As Rubio scrambles for support ahead of Super Tuesday, Terry Sullivan, Rubio’s top adviser, used a Power Point presentation and took questions from attendees to lay out the two courses that Rubio’s quest for the GOP nomination could take in the coming months, two people present told CNN, speaking anonymously to share details from a private meeting.

During Sullivan’s presentation to supporters he made sure to point out that each of the possible paths to victory involved two people: Trump and Rubio. There was no mention of Ted Cruz as a viable alternative. You might see this as a denial of reality, but it’s just good politics if you’re trying to pry some major money out of contributors. (And Rubio is going to need a lot of cash fast if he wants to launch an air war in the number of states he’ll need to pull down in the next seventeen days.) The first, most desirable option was to point out the states they think they can win to just sweep the nomination on the first ballot. But the second was to win it through negotiations.

The sources CNN used for this report are short on details, saying only that Sullivan gave a “technical” explanation of how a contested or brokered convention would work. That doesn’t indicate a lack of a plan so much as an acknowledgement that there is simply no way to predict how it would play out this far in advance. We’d have to know who was coming in with delegates at that point and how many each candidate would have. Then Rubio would have to start making some offers in exchange for enough of the lower scoring candidates’ delegates to get him over the top even if Trump came in with the lead. (This exact same scenario could be played out for Ted Cruz, just to be clear. Or even someone not even in the race once the first ballots are done.)

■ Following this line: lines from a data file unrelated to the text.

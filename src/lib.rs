//! channel-links: collect the outbound links of a video channel's descriptions.
//!
//! A run searches for a channel, works out which videos were uploaded since the
//! last run, filters the links found in their descriptions and keeps them in a
//! per-channel CSV file, newest first.

pub mod browser;
pub mod cli;
pub mod config;
pub mod description;
pub mod error;
pub mod filter;
pub mod models;
pub mod reconcile;
pub mod resolver;
pub mod scrape;
pub mod storage;
pub mod utils;

#[cfg(test)]
mod testing;

pub use error::{BrowserError, ScrapeError, StoreError};
pub use scrape::{ChannelScraper, RunOutcome};
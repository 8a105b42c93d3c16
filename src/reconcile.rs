//! Video list reconciliation against a progressively loaded channel listing.
//!
//! The listing shows videos newest first and loads more each time the page is
//! scrolled to the end. In CREATE mode every video is wanted (up to the cap). In
//! UPDATE mode only the videos above the last saved one are wanted.
//!
//! Videos are matched by title text. Two uploads sharing a title make the boundary
//! ambiguous: the first (newest) occurrence wins. Saved records carry no stable
//! video id to do better with.

use std::time::Duration;

use tracing::{debug, info};

use crate::browser::ChannelBrowser;
use crate::error::ScrapeError;
use crate::models::VideoRef;
use crate::utils::absolute_link;

/// Element id carried by every video entry of a channel listing.
pub const VIDEO_TITLE_ID: &str = "video-title";

/// What the listing holds for this run.
#[derive(Debug, Clone, PartialEq, Eq)]
pub enum Reconciliation {
    /// The newest listed video is the last saved one.
    UpToDate,
    /// Videos to scrape, newest first.
    Videos(Vec<VideoRef>),
}

/// Drives reveal steps on the channel's video listing.
pub struct Reconciler<'a, B: ?Sized> {
    browser: &'a mut B,
    base_url: &'a str,
    delay: Duration,
    cap: Option<usize>,
}

impl<'a, B> Reconciler<'a, B>
where
    B: ChannelBrowser + ?Sized,
{
    pub fn new(browser: &'a mut B, base_url: &'a str, delay: Duration, cap: Option<usize>) -> Self {
        Self {
            browser,
            base_url,
            delay,
            cap,
        }
    }

    /// Work out the videos to scrape. `last_saved` selects UPDATE mode.
    pub async fn reconcile(
        &mut self,
        last_saved: Option<&str>,
    ) -> Result<Reconciliation, ScrapeError> {
        match last_saved {
            None => self.all_videos().await.map(Reconciliation::Videos),
            Some(title) => self.videos_since(title).await,
        }
    }

    /// CREATE mode: reveal until the listing stops growing or reaches the cap.
    async fn all_videos(&mut self) -> Result<Vec<VideoRef>, ScrapeError> {
        info!("Grabbing videos...");
        let mut previous = 0;
        let videos = loop {
            self.reveal().await?;
            let videos = self.listed_videos().await?;
            let count = videos.len();
            if count == previous || self.cap.is_some_and(|cap| count >= cap) {
                break videos;
            }
            previous = count;
        };

        info!("Total videos found: {}", videos.len());
        Ok(apply_cap(videos, self.cap))
    }

    /// UPDATE mode: reveal until `last_saved` is listed, then take what sits above it.
    async fn videos_since(&mut self, last_saved: &str) -> Result<Reconciliation, ScrapeError> {
        info!("Grabbing NEW videos...");
        let mut videos = self.listed_videos().await?;

        if videos.first().is_some_and(|v| v.title == last_saved) {
            info!("Found no new videos, records are up to date");
            return Ok(Reconciliation::UpToDate);
        }

        loop {
            let found = position_of(&videos, last_saved).is_some();
            // Past the cap, scrolling further cannot change what is kept.
            if found && self.cap.map_or(true, |cap| videos.len() > cap) {
                break;
            }

            self.reveal().await?;
            let next = self.listed_videos().await?;
            let grew = next.len() > videos.len();
            videos = next;
            if !grew {
                debug!("Listing stopped growing at {} videos", videos.len());
                break;
            }
        }

        let new_videos = new_videos_before(&videos, last_saved)
            .ok_or_else(|| ScrapeError::BoundaryNotFound(last_saved.to_string()))?;
        info!("New videos found: {}", new_videos.len());

        if new_videos.is_empty() {
            return Ok(Reconciliation::UpToDate);
        }
        Ok(Reconciliation::Videos(apply_cap(new_videos, self.cap)))
    }

    async fn reveal(&mut self) -> Result<(), ScrapeError> {
        self.browser.send_end_key().await?;
        tokio::time::sleep(self.delay).await;
        Ok(())
    }

    async fn listed_videos(&mut self) -> Result<Vec<VideoRef>, ScrapeError> {
        let elements = self.browser.find_all_by_id(VIDEO_TITLE_ID).await?;
        Ok(elements
            .into_iter()
            .filter_map(|element| {
                let href = element.href?;
                Some(VideoRef::new(element.text, absolute_link(self.base_url, &href)))
            })
            .collect())
    }
}

/// Index of the first (newest) video titled `title`.
pub fn position_of(videos: &[VideoRef], title: &str) -> Option<usize> {
    videos.iter().position(|v| v.title == title)
}

/// Videos strictly above the first video titled `last_saved`, or `None` if it is not listed.
pub fn new_videos_before(videos: &[VideoRef], last_saved: &str) -> Option<Vec<VideoRef>> {
    position_of(videos, last_saved).map(|idx| videos[..idx].to_vec())
}

/// Keep at most `cap` videos.
pub fn apply_cap(mut videos: Vec<VideoRef>, cap: Option<usize>) -> Vec<VideoRef> {
    if let Some(cap) = cap {
        videos.truncate(cap);
    }
    videos
}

If that did happen this summer then we may get to watch Hillary Clinton try to run the country from a jail cell, since Trump’s voters would rebel in force and mutiny in November. But all of this is still premature in the extreme as far as I’m concerned. A brokered convention is now considerably more likely than it was a few months ago, but it’s still far from a sure thing. Trump could still run the table or, alternately, be taken down by something like a bad debate and allow either Cruz or Rubio to get past the magic number. But for now, break out the popcorn. This is still shaping up to the most interesting election in decades.